On Monday, at the back of the lot, Gary Husch — general manager of the Arby’s and son-in-law of its original owner — was carting out trash and caught a reporter staring at the bones of the drive-through menu.
“There’s nothing there anymore, huh?” he said.
The menu was already a polyptych of long, fluorescent tubes. The Arby’s marquee, sprawled with advertisements for the chain’s affordable, slow-roasted beef sandwiches a few days ago, now reads: “Farewell Hollywood. TY for 55 great years.”
“You know, they’re not making those signs anymore,” Husch said. “It was the 150th Arby’s location ever opened.”

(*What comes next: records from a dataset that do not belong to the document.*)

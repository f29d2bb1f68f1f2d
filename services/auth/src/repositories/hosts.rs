//! Host repository

use async_trait::async_trait;
use chrono::{DateTime, Utc};
use common::{Order, PlatformClient, PlatformResult, Query};
use mockall::automock;
use serde::Serialize;
use tracing::info;
use uuid::Uuid;

use crate::models::{Host, NewHost, Role};

const TABLE: &str = "hosts";

/// Access to system users
#[automock]
#[async_trait]
pub trait HostsRepository: Send + Sync {
    /// Host linked to a platform identity
    async fn find_by_auth_id(&self, auth_id: Uuid) -> PlatformResult<Option<Host>>;

    /// Host with `email`, optionally restricted to one role
    async fn find_by_email(&self, email: &str, role: Option<Role>) -> PlatformResult<Option<Host>>;

    async fn list(&self) -> PlatformResult<Vec<Host>>;

    async fn count(&self) -> PlatformResult<u64>;

    async fn create(&self, host: &NewHost) -> PlatformResult<Host>;
}

/// `HostsRepository` backed by the platform's table API
#[derive(Clone, Debug)]
pub struct PlatformHostsRepository {
    client: PlatformClient,
}

impl PlatformHostsRepository {
    /// Create a new host repository
    pub fn new(client: PlatformClient) -> Self {
        Self { client }
    }
}

#[async_trait]
impl HostsRepository for PlatformHostsRepository {
    async fn find_by_auth_id(&self, auth_id: Uuid) -> PlatformResult<Option<Host>> {
        info!("Finding host by auth ID: {}", auth_id);
        self.client
            .fetch_optional(&Query::table(TABLE).eq("auth_id", auth_id))
            .await
    }

    async fn find_by_email(&self, email: &str, role: Option<Role>) -> PlatformResult<Option<Host>> {
        info!("Finding host by email: {}", email);
        let mut query = Query::table(TABLE).eq("email", email.trim());
        if let Some(role) = role {
            query = query.eq("role", role);
        }
        self.client.fetch_optional(&query).await
    }

    async fn list(&self) -> PlatformResult<Vec<Host>> {
        self.client
            .fetch_all(&Query::table(TABLE).order("name", Order::Ascending))
            .await
    }

    async fn count(&self) -> PlatformResult<u64> {
        self.client.count(&Query::table(TABLE).select("id")).await
    }

    async fn create(&self, host: &NewHost) -> PlatformResult<Host> {
        info!("Creating host {} with role {}", host.email, host.role);
        let row = HostRow {
            id: Uuid::new_v4(),
            host,
        };
        // A new account may not be allowed to read its own row back yet
        self.client.insert_minimal(TABLE, &row).await?;
        Ok(row.stored(Utc::now()))
    }
}

#[derive(Serialize)]
struct HostRow<'a> {
    id: Uuid,
    #[serde(flatten)]
    host: &'a NewHost,
}

impl HostRow<'_> {
    fn stored(&self, now: DateTime<Utc>) -> Host {
        Host {
            id: self.id,
            auth_id: self.host.auth_id,
            name: self.host.name.clone(),
            email: self.host.email.clone(),
            department_id: Some(self.host.department_id),
            role: self.host.role,
            active: true,
            created_at: now,
            updated_at: now,
        }
    }
}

Since its opening in January 1969, the Hollywood Arby’s has had a single owner, Marilyn Leviton, who is 91 years old and Husch’s mother-in-law.
Husch said that the Arby’s was simply no longer sustainable. He pointed to a combination of pandemic fallout in a changing neighborhood, rising food costs and the recent law that raised the minimum wage of fast-food workers in California.

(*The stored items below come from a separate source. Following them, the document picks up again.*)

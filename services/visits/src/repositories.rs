//! Repositories for the `visitors` and `visits` tables

pub mod visitors;
pub mod visits;

pub use visitors::{MockVisitorsRepository, PlatformVisitorsRepository, VisitorsRepository};
pub use visits::{MockVisitsRepository, PlatformVisitsRepository, VisitsRepository};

“The customer count has gone down over the last few years. A lot of the offices around this area are empty now, and we’re just not getting the same foot traffic we did before,” Husch said. “With inflation, food costs have gone way up and the $20-an-hour minimum wage has been the nail in the coffin.”

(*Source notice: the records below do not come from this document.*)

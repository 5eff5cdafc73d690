/*!
A thread safe pool of reusable values.

The high level [`Regex`](crate::Regex) keeps its per-search scratch space
here so that the search APIs don't need to thread a cache parameter through
every call. Getting a value pops one off the free list or creates a fresh
one; dropping the guard pushes it back. Concurrent callers therefore never
share scratch space, at the cost of one short critical section per search.

Cloning a `Regex` gives it a fresh pool, which is the recommended way to
avoid contention when many threads hammer the same pattern.
*/

use std::sync::Mutex;

pub struct Pool<T> {
    /// Creates a fresh value when the free list is empty.
    create: Box<dyn Fn() -> T + Send + Sync>,
    stack: Mutex<Vec<T>>,
}

impl<T: Send> Pool<T> {
    pub fn new(create: impl Fn() -> T + Send + Sync + 'static) -> Pool<T> {
        Pool { create: Box::new(create), stack: Mutex::new(Vec::new()) }
    }

    /// Get a value from the pool, creating one if necessary.
    pub fn get(&self) -> PoolGuard<'_, T> {
        let value = self.lock().pop().unwrap_or_else(|| (self.create)());
        PoolGuard { pool: self, value: Some(value) }
    }

    fn lock(&self) -> std::sync::MutexGuard<'_, Vec<T>> {
        // A poisoned free list only contains values another thread panicked
        // while holding; they are still valid scratch space.
        match self.stack.lock() {
            Ok(guard) => guard,
            Err(poisoned) => poisoned.into_inner(),
        }
    }
}

impl<T> core::fmt::Debug for Pool<T> {
    fn fmt(&self, f: &mut core::fmt::Formatter<'_>) -> core::fmt::Result {
        write!(f, "Pool(..)")
    }
}

/// A value checked out of a [`Pool`]. Returns the value on drop.
pub struct PoolGuard<'a, T: Send> {
    pool: &'a Pool<T>,
    value: Option<T>,
}

impl<T: Send> core::ops::Deref for PoolGuard<'_, T> {
    type Target = T;

    fn deref(&self) -> &T {
        // The option is only `None` during drop.
        self.value.as_ref().unwrap()
    }
}

impl<T: Send> core::ops::DerefMut for PoolGuard<'_, T> {
    fn deref_mut(&mut self) -> &mut T {
        self.value.as_mut().unwrap()
    }
}

impl<T: Send> Drop for PoolGuard<'_, T> {
    fn drop(&mut self) {
        if let Some(value) = self.value.take() {
            self.pool.lock().push(value);
        }
    }
}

Leviton was active in the business till the very end, he added.
“Truth is, I think it was the pandemic that did us in,” she told KTLA News. “I really feel we would have closed during the pandemic [if it weren’t] for the federal loans.”
Years ago the family owned, in part, two other Arby’s: one in Santa Monica and another on the corner of Hollywood Boulevard and Highland Avenue. Those two have since shuttered. Workers at the Hollywood Arby’s were let go when they came to work on Friday, Husch said.
The family owns the property and had not yet determined any sale or the future of the derby hat sign. The building is already boarded up with plywood and plastered with wheat-pasted art posters.
The giant, neon-lined hat, which would not feel out of place on Fremont Street in Las Vegas, is now flanked by shiny high-rises and film and television studios, including Netflix.
It has had occasional brushes with celebrity.
Jerry Seinfeld and Seth Rogen visited the shop in an episode of “Comedians in Cars Getting Coffee” while musing on fame. In 2016, Patton Oswalt famously dined on its outside tables after winning an Emmy Award.
“His wife had just passed away,” Husch said. “He was just sitting, and, I believe, thinking about his wife. … There’s a lot of good memories here.”